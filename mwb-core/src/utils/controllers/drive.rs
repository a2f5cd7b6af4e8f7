//! Drive subsystem interface.
//!
//! The mecanum drive owns its wheels, its closed-loop control and its task
//! state. The teleop core only reads the task state and issues commands
//! through [`DriveSubsystem`].

use super::direction::DriveDirection;

/// The per-cycle manual command: where to go and at what voltage limit.
#[derive(Debug, Clone, Copy, Default, PartialEq)]
pub struct DriveCommand {
    pub direction: DriveDirection,
    /// Voltage limit (V).
    pub voltage: f32,
}

/// Task state reported by the drive subsystem.
///
/// `Active` carries the subsystem's own task payload; the core never inspects it.
#[derive(Debug, Clone, Copy, PartialEq, Eq)]
pub enum TaskState<T> {
    ManualDrive,
    TaskFinished,
    Stop,
    Active(T),
}

impl<T> TaskState<T> {
    /// Whether an autonomous task is still running.
    pub fn is_active(&self) -> bool {
        matches!(self, Self::Active(_))
    }

    pub fn as_ref(&self) -> TaskState<&T> {
        match self {
            Self::ManualDrive => TaskState::ManualDrive,
            Self::TaskFinished => TaskState::TaskFinished,
            Self::Stop => TaskState::Stop,
            Self::Active(task) => TaskState::Active(task),
        }
    }
}

/// Abstract mecanum drive subsystem.
pub trait DriveSubsystem {
    /// Payload of an in-progress autonomous task.
    type Task;

    /// Limit the voltage applied to the wheels (V).
    fn set_max_voltage(
        &mut self,
        volts: f32,
    );

    /// Drive manually in `direction`, replacing any current task.
    fn issue_direction(
        &mut self,
        direction: DriveDirection,
    );

    /// Keep the active task running for this cycle without reissuing it.
    fn continue_active_task(&mut self);

    /// Update task completion; must run once per cycle before the state is read.
    fn check_task_completion(&mut self);

    fn current_task_state(&self) -> TaskState<&Self::Task>;

    /// Start a move-to-location task toward `target` distance units.
    fn issue_autonomous_task(
        &mut self,
        direction: DriveDirection,
        target: f32,
    );
}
──────────
◆ The problem
Report how many lines of the data hold the string "Debug"; give only the number.

◆ Your response
2